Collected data

· · ·

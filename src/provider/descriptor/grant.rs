// self
use crate::_prelude::*;

/// OAuth 2.0 grant types a descriptor can send to the token endpoint.
#[derive(Clone, Copy, Debug, Default, PartialEq, Eq, Hash, Serialize, Deserialize)]
#[serde(rename_all = "snake_case")]
pub enum GrantType {
	/// Authorization Code grant.
	#[default]
	AuthorizationCode,
	/// Refresh Token grant.
	RefreshToken,
}
impl GrantType {
	/// Returns the RFC 6749 identifier for the grant type.
	pub fn as_str(self) -> &'static str {
		match self {
			GrantType::AuthorizationCode => "authorization_code",
			GrantType::RefreshToken => "refresh_token",
		}
	}
}
impl Display for GrantType {
	fn fmt(&self, f: &mut Formatter) -> FmtResult {
		f.write_str(self.as_str())
	}
}

/// `response_type` values sent to the authorization endpoint.
#[derive(Clone, Copy, Debug, Default, PartialEq, Eq, Hash, Serialize, Deserialize)]
#[serde(rename_all = "snake_case")]
pub enum ResponseType {
	/// Authorization Code flow.
	#[default]
	Code,
}
impl ResponseType {
	/// Returns the RFC 6749 identifier for the response type.
	pub fn as_str(self) -> &'static str {
		match self {
			ResponseType::Code => "code",
		}
	}
}
impl Display for ResponseType {
	fn fmt(&self, f: &mut Formatter) -> FmtResult {
		f.write_str(self.as_str())
	}
}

· · ·

EXERCISE INSTRUCTIONS: Only the lines above from the line with "pub enum GrantType" to the line with "the authorization endpoint.", those two lines included, should be reproduced exactly.

ANSWER AREA:
pub enum GrantType {
	/// Authorization Code grant.
	#[default]
	AuthorizationCode,
	/// Refresh Token grant.
	RefreshToken,
}
impl GrantType {
	/// Returns the RFC 6749 identifier for the grant type.
	pub fn as_str(self) -> &'static str {
		match self {
			GrantType::AuthorizationCode => "authorization_code",
			GrantType::RefreshToken => "refresh_token",
		}
	}
}
impl Display for GrantType {
	fn fmt(&self, f: &mut Formatter) -> FmtResult {
		f.write_str(self.as_str())
	}
}

/// `response_type` values sent to the authorization endpoint.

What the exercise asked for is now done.